▸ Problem details:
Below are the records; restate all of them exactly.

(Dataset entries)
┌────────

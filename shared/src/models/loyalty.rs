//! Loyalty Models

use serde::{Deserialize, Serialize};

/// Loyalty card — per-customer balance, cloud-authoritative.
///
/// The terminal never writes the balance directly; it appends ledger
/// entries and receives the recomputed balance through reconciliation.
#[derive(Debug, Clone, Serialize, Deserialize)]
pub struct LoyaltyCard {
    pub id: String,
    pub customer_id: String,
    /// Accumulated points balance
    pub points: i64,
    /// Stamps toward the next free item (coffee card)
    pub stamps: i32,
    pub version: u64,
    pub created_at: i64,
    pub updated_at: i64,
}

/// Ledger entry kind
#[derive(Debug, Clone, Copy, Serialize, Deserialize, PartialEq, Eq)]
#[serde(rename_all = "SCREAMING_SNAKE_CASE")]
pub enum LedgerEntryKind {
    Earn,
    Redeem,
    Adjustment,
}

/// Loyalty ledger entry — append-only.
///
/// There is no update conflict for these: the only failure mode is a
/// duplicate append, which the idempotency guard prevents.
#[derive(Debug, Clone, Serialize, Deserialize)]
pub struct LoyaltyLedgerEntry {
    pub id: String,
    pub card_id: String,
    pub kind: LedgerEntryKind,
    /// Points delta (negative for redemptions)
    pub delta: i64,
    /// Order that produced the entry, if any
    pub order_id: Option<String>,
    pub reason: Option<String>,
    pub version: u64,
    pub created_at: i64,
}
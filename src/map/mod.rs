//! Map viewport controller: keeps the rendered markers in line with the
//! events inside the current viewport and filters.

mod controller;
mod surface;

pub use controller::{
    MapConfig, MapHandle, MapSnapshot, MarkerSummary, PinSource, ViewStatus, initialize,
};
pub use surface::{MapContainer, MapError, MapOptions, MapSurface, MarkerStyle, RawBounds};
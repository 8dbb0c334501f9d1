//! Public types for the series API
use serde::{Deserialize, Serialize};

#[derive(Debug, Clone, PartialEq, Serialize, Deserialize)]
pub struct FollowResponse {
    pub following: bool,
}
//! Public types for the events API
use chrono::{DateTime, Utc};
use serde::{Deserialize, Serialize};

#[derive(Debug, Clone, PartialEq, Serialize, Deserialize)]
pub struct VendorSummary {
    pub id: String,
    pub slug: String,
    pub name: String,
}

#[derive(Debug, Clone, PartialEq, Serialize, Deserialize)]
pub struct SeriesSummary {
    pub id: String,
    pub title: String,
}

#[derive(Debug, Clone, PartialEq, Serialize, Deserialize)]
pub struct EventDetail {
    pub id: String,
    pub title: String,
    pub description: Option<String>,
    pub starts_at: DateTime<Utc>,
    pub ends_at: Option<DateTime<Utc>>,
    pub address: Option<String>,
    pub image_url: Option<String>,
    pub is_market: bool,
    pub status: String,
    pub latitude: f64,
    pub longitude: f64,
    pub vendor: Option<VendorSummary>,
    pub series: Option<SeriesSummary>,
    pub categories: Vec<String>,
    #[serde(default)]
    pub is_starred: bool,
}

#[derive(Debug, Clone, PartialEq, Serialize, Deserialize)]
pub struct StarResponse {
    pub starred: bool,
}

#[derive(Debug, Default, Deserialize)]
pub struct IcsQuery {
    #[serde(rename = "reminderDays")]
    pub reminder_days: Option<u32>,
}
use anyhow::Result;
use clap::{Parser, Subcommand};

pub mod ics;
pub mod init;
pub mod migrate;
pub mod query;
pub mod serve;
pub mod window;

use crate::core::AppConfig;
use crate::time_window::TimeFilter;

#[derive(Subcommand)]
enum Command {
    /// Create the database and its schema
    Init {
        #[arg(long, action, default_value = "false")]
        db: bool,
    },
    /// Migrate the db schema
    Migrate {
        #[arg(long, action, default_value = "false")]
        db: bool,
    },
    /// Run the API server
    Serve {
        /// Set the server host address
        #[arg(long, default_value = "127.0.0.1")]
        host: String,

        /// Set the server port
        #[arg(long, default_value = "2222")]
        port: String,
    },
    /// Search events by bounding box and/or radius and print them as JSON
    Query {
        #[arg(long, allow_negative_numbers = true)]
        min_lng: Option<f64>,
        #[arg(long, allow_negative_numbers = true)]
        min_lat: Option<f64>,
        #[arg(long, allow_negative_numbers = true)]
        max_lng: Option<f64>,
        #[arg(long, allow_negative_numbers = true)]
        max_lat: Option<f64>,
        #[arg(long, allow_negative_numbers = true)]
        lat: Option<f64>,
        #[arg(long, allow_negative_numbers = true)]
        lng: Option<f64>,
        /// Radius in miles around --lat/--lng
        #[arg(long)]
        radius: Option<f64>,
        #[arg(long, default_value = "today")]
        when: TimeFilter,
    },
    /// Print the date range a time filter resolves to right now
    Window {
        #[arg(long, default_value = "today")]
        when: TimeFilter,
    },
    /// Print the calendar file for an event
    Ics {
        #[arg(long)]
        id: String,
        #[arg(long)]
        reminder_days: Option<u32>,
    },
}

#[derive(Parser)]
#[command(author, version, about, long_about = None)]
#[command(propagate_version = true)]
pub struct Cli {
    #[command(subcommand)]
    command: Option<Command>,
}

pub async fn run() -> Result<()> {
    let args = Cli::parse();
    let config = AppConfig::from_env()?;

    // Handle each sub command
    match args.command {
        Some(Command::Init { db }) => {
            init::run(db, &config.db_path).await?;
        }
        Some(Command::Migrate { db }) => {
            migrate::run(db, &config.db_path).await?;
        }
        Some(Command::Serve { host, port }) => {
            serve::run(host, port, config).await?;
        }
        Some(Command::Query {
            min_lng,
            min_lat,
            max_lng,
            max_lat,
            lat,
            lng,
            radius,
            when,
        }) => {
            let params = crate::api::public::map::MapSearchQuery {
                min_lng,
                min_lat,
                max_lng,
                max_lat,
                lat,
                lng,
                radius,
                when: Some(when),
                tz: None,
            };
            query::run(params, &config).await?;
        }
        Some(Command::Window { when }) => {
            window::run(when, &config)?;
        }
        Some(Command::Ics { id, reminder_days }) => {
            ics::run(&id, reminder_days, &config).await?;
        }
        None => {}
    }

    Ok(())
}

└────────

▸ Finished task:
filename shared/src/models/loyalty.rs
//! Loyalty Models

use serde::{Deserialize, Serialize};

/// Loyalty card — per-customer balance, cloud-authoritative.
///
/// The terminal never writes the balance directly; it appends ledger
/// entries and receives the recomputed balance through reconciliation.
#[derive(Debug, Clone, Serialize, Deserialize)]
pub struct LoyaltyCard {
    pub id: String,
    pub customer_id: String,
    /// Accumulated points balance
    pub points: i64,
    /// Stamps toward the next free item (coffee card)
    pub stamps: i32,
    pub version: u64,
    pub created_at: i64,
    pub updated_at: i64,
}

/// Ledger entry kind
#[derive(Debug, Clone, Copy, Serialize, Deserialize, PartialEq, Eq)]
#[serde(rename_all = "SCREAMING_SNAKE_CASE")]
pub enum LedgerEntryKind {
    Earn,
    Redeem,
    Adjustment,
}

/// Loyalty ledger entry — append-only.
///
/// There is no update conflict for these: the only failure mode is a
/// duplicate append, which the idempotency guard prevents.
#[derive(Debug, Clone, Serialize, Deserialize)]
pub struct LoyaltyLedgerEntry {
    pub id: String,
    pub card_id: String,
    pub kind: LedgerEntryKind,
    /// Points delta (negative for redemptions)
    pub delta: i64,
    /// Order that produced the entry, if any
    pub order_id: Option<String>,
    pub reason: Option<String>,
    pub version: u64,
    pub created_at: i64,
}
filename src/map/mod.rs
//! Map viewport controller: keeps the rendered markers in line with the
//! events inside the current viewport and filters.

mod controller;
mod surface;

pub use controller::{
    MapConfig, MapHandle, MapSnapshot, MarkerSummary, PinSource, ViewStatus, initialize,
};
pub use surface::{MapContainer, MapError, MapOptions, MapSurface, MarkerStyle, RawBounds};
repository 8dbb0c334501f9d1
//! Public types for the series API
use serde::{Deserialize, Serialize};

#[derive(Debug, Clone, PartialEq, Serialize, Deserialize)]
pub struct FollowResponse {
    pub following: bool,
}
//! Public types for the events API
use chrono::{DateTime, Utc};
use serde::{Deserialize, Serialize};

#[derive(Debug, Clone, PartialEq, Serialize, Deserialize)]
pub struct VendorSummary {
    pub id: String,
    pub slug: String,
    pub name: String,
}

#[derive(Debug, Clone, PartialEq, Serialize, Deserialize)]
pub struct SeriesSummary {
    pub id: String,
    pub title: String,
}

#[derive(Debug, Clone, PartialEq, Serialize, Deserialize)]
pub struct EventDetail {
    pub id: String,
    pub title: String,
    pub description: Option<String>,
    pub starts_at: DateTime<Utc>,
    pub ends_at: Option<DateTime<Utc>>,
    pub address: Option<String>,
    pub image_url: Option<String>,
    pub is_market: bool,
    pub status: String,
    pub latitude: f64,
    pub longitude: f64,
    pub vendor: Option<VendorSummary>,
    pub series: Option<SeriesSummary>,
    pub categories: Vec<String>,
    #[serde(default)]
    pub is_starred: bool,
}

#[derive(Debug, Clone, PartialEq, Serialize, Deserialize)]
pub struct StarResponse {
    pub starred: bool,
}

#[derive(Debug, Default, Deserialize)]
pub struct IcsQuery {
    #[serde(rename = "reminderDays")]
    pub reminder_days: Option<u32>,
}
use anyhow::Result;
use clap::{Parser, Subcommand};

pub mod ics;
pub mod init;
pub mod migrate;
pub mod query;
pub mod serve;
pub mod window;

use crate::core::AppConfig;
use crate::time_window::TimeFilter;

#[derive(Subcommand)]
enum Command {
    /// Create the database and its schema
    Init {
        #[arg(long, action, default_value = "false")]
        db: bool,
    },
    /// Migrate the db schema
    Migrate {
        #[arg(long, action, default_value = "false")]
        db: bool,
    },
    /// Run the API server
    Serve {
        /// Set the server host address
        #[arg(long, default_value = "127.0.0.1")]
        host: String,

        /// Set the server port
        #[arg(long, default_value = "2222")]
        port: String,
    },
    /// Search events by bounding box and/or radius and print them as JSON
    Query {
        #[arg(long, allow_negative_numbers = true)]
        min_lng: Option<f64>,
        #[arg(long, allow_negative_numbers = true)]
        min_lat: Option<f64>,
        #[arg(long, allow_negative_numbers = true)]
        max_lng: Option<f64>,
        #[arg(long, allow_negative_numbers = true)]
        max_lat: Option<f64>,
        #[arg(long, allow_negative_numbers = true)]
        lat: Option<f64>,
        #[arg(long, allow_negative_numbers = true)]
        lng: Option<f64>,
        /// Radius in miles around --lat/--lng
        #[arg(long)]
        radius: Option<f64>,
        #[arg(long, default_value = "today")]
        when: TimeFilter,
    },
    /// Print the date range a time filter resolves to right now
    Window {
        #[arg(long, default_value = "today")]
        when: TimeFilter,
    },
    /// Print the calendar file for an event
    Ics {
        #[arg(long)]
        id: String,
        #[arg(long)]
        reminder_days: Option<u32>,
    },
}

#[derive(Parser)]
#[command(author, version, about, long_about = None)]
#[command(propagate_version = true)]
pub struct Cli {
    #[command(subcommand)]
    command: Option<Command>,
}

pub async fn run() -> Result<()> {
    let args = Cli::parse();
    let config = AppConfig::from_env()?;

    // Handle each sub command
    match args.command {
        Some(Command::Init { db }) => {
            init::run(db, &config.db_path).await?;
        }
        Some(Command::Migrate { db }) => {
            migrate::run(db, &config.db_path).await?;
        }
        Some(Command::Serve { host, port }) => {
            serve::run(host, port, config).await?;
        }
        Some(Command::Query {
            min_lng,
            min_lat,
            max_lng,
            max_lat,
            lat,
            lng,
            radius,
            when,
        }) => {
            let params = crate::api::public::map::MapSearchQuery {
                min_lng,
                min_lat,
                max_lng,
                max_lat,
                lat,
                lng,
                radius,
                when: Some(when),
                tz: None,
            };
            query::run(params, &config).await?;
        }
        Some(Command::Window { when }) => {
            window::run(when, &config)?;
        }
        Some(Command::Ics { id, reminder_days }) => {
            ics::run(&id, reminder_days, &config).await?;
        }
        None => {}
    }

    Ok(())
}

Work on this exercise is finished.